Monday, March 24, 2014

The Whole Shard




I  have this obsession with shards.

You can take a pot and break it, purposely or accidentally, and you end up with pieces.

Breakage is truth because it records stress.  It records an event, the object has a historical reference point that is after the moment of initial creation!

People don't break shards down into smaller bits. Hey! They're broken already. You throw away the pieces. They end up in a landfill.

A 'potter's yard' was the place where makers of pottery thew away their sub-standard stuff. Archaeologists love them. They're treasure troves of pots, that can be painstakingly put back together. Museums slowly match up piles of shards, glue them up, fill in the areas they can't find. . . and they have these reconstructed pots that are beautiful.

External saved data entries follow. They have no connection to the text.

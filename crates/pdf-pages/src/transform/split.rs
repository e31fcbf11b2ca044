//! Splitting and extraction
//!
//! Every function loads its own handle, validates its parameters before
//! producing anything, and returns either the full output set or an error.

use crate::constants::DEFAULT_WORKERS;
use crate::document::PdfHandle;
use crate::selector::{parse_page_list, parse_ranges};
use crate::types::*;
use std::sync::Arc;
use tokio::sync::Semaphore;

/// One output document per usable range group, groups in the order typed
pub fn split_by_ranges(source: &SourceFile, ranges: &str) -> Result<Vec<OutputFile>> {
    let handle = PdfHandle::load(source)?;
    let groups = parse_ranges(ranges, handle.page_count())?;
    let base = source.base_name();

    groups
        .iter()
        .map(|pages| {
            let label = pages
                .iter()
                .map(|p| (p + 1).to_string())
                .collect::<Vec<_>>()
                .join("-");
            let name = format!("{}_pages_{}.pdf", base, label);
            handle.copy_pages(pages, name.clone())?.into_output(name)
        })
        .collect()
}

/// Selected pages, deduplicated and ascending, in a single document
pub fn extract_pages(source: &SourceFile, pages: &str) -> Result<OutputFile> {
    let handle = PdfHandle::load(source)?;
    let indices = parse_page_list(pages, handle.page_count())?;
    let name = format!("{}_extracted.pdf", source.base_name());
    handle.copy_pages(&indices, name.clone())?.into_output(name)
}

/// Consecutive chunks of `n` pages; the last chunk may be shorter
pub fn split_every(source: &SourceFile, n: usize) -> Result<Vec<OutputFile>> {
    if n < 1 {
        return Err(PagesError::validation("Number of pages must be at least 1"));
    }
    let handle = PdfHandle::load(source)?;
    let plan = chunk_plan(handle.page_count(), n);
    write_parts(&handle, source.base_name(), &plan)
}

/// Exactly `n` documents; the first `total % n` get one extra page
pub fn split_into(source: &SourceFile, n: usize) -> Result<Vec<OutputFile>> {
    if n < 2 {
        return Err(PagesError::validation("Must split into at least 2 files"));
    }
    let handle = PdfHandle::load(source)?;
    let plan = equal_parts_plan(handle.page_count(), n)?;
    write_parts(&handle, source.base_name(), &plan)
}

/// One single-page document per page
pub fn split_all(source: &SourceFile) -> Result<Vec<OutputFile>> {
    let handle = PdfHandle::load(source)?;
    let base = source.base_name();
    (0..handle.page_count())
        .map(|i| {
            let name = format!("{}_page_{}.pdf", base, i + 1);
            handle.copy_pages(&[i], name.clone())?.into_output(name)
        })
        .collect()
}

/// `split_all` with each page built on a bounded pool of blocking tasks.
///
/// Output order matches page order regardless of completion order.
pub async fn split_all_parallel(source: SourceFile, workers: usize) -> Result<Vec<OutputFile>> {
    let handle = tokio::task::spawn_blocking(move || PdfHandle::load(&source).map(|h| (h, source)))
        .await??;
    let (handle, source) = handle;
    let handle = Arc::new(handle);
    let base = source.base_name().to_string();
    let limit = Arc::new(Semaphore::new(workers.clamp(1, DEFAULT_WORKERS * 4)));

    let mut tasks = Vec::with_capacity(handle.page_count());
    for i in 0..handle.page_count() {
        let handle = Arc::clone(&handle);
        let limit = Arc::clone(&limit);
        let name = format!("{}_page_{}.pdf", base, i + 1);
        tasks.push(tokio::spawn(async move {
            let _permit = limit
                .acquire_owned()
                .await
                .map_err(|e| PagesError::Config(e.to_string()))?;
            tokio::task::spawn_blocking(move || handle.copy_pages(&[i], name.clone())?.into_output(name))
                .await?
        }));
    }

    let mut outputs = Vec::with_capacity(tasks.len());
    for task in tasks {
        outputs.push(task.await??);
    }
    Ok(outputs)
}

/// Index groups of at most `n` consecutive pages
pub fn chunk_plan(total_pages: usize, n: usize) -> Vec<Vec<usize>> {
    (0..total_pages)
        .collect::<Vec<_>>()
        .chunks(n.max(1))
        .map(<[usize]>::to_vec)
        .collect()
}

/// Index groups for `n` near-equal parts, larger parts first
pub fn equal_parts_plan(total_pages: usize, n: usize) -> Result<Vec<Vec<usize>>> {
    if n == 0 || n > total_pages {
        return Err(PagesError::validation(format!(
            "Cannot split {} pages into {} files",
            total_pages, n
        )));
    }

    let per_part = total_pages / n;
    let extra = total_pages % n;
    let mut next = 0;
    Ok((0..n)
        .map(|part| {
            let len = per_part + usize::from(part < extra);
            let group: Vec<usize> = (next..next + len).collect();
            next += len;
            group
        })
        .collect())
}

fn write_parts(handle: &PdfHandle, base: &str, plan: &[Vec<usize>]) -> Result<Vec<OutputFile>> {
    plan.iter()
        .enumerate()
        .map(|(i, pages)| {
            let name = format!("{}_part_{}.pdf", base, i + 1);
            handle.copy_pages(pages, name.clone())?.into_output(name)
        })
        .collect()
}

#[cfg(test)]
mod tests {
    use super::*;
    use crate::test_support::{create_test_pdf, load, page_labels};
    use pretty_assertions::assert_eq;

    fn page_counts(outputs: &[OutputFile]) -> Vec<usize> {
        outputs.iter().map(|o| load(&o.bytes).get_pages().len()).collect()
    }

    #[test]
    fn test_split_by_ranges_names_and_order() {
        let source = create_test_pdf("report.pdf", 5);
        let outputs = split_by_ranges(&source, "4-5, 1").unwrap();
        assert_eq!(outputs[0].name, "report_pages_4-5.pdf");
        assert_eq!(outputs[1].name, "report_pages_1.pdf");
        assert_eq!(page_labels(&load(&outputs[0].bytes)), vec!["report-4", "report-5"]);
    }

    #[test]
    fn test_extract_is_sorted_and_deduplicated() {
        let source = create_test_pdf("doc.pdf", 5);
        let output = extract_pages(&source, "5, 2, 5").unwrap();
        assert_eq!(output.name, "doc_extracted.pdf");
        assert_eq!(page_labels(&load(&output.bytes)), vec!["doc-2", "doc-5"]);
    }

    #[test]
    fn test_extract_without_valid_pages_fails() {
        let source = create_test_pdf("doc.pdf", 3);
        assert!(matches!(
            extract_pages(&source, "9"),
            Err(PagesError::Validation(_))
        ));
    }

    #[test]
    fn test_split_every_n() {
        let source = create_test_pdf("doc.pdf", 7);
        let outputs = split_every(&source, 3).unwrap();
        assert_eq!(page_counts(&outputs), vec![3, 3, 1]);
        assert_eq!(outputs[2].name, "doc_part_3.pdf");
        assert!(matches!(split_every(&source, 0), Err(PagesError::Validation(_))));
    }

    #[test]
    fn test_split_into_assigns_extra_pages_first() {
        let source = create_test_pdf("doc.pdf", 10);
        let outputs = split_into(&source, 3).unwrap();
        assert_eq!(page_counts(&outputs), vec![4, 3, 3]);
    }

    #[test]
    fn test_split_into_more_parts_than_pages_fails() {
        let source = create_test_pdf("doc.pdf", 2);
        assert!(matches!(split_into(&source, 3), Err(PagesError::Validation(_))));
        assert!(matches!(split_into(&source, 1), Err(PagesError::Validation(_))));
    }

    #[test]
    fn test_split_all_single_pages() {
        let source = create_test_pdf("doc.pdf", 4);
        let outputs = split_all(&source).unwrap();
        assert_eq!(page_counts(&outputs), vec![1, 1, 1, 1]);
        assert_eq!(outputs[3].name, "doc_page_4.pdf");
    }

    #[tokio::test]
    async fn test_split_all_parallel_keeps_page_order() {
        let source = create_test_pdf("doc.pdf", 6);
        let outputs = split_all_parallel(source, 3).await.unwrap();
        let labels: Vec<String> = outputs
            .iter()
            .flat_map(|o| page_labels(&load(&o.bytes)))
            .collect();
        assert_eq!(labels, vec!["doc-1", "doc-2", "doc-3", "doc-4", "doc-5", "doc-6"]);
    }

    #[test]
    fn test_equal_parts_plan() {
        assert_eq!(
            equal_parts_plan(5, 2).unwrap(),
            vec![vec![0, 1, 2], vec![3, 4]]
        );
        assert!(equal_parts_plan(2, 3).is_err());
    }
}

What if the shard was the whole work, a complete creation, that asked and answered more QUESTIONS than a pot could ever. If it is not a piece of something else, it is guaranteed survival!

So runs my logic.  Take a piece of bisque, break it, then glaze the pieces. then fire it. Any archeologist will know, hey this guy's working on just the shards . . . . it's not part of a larger pot. They'll press the no fair button!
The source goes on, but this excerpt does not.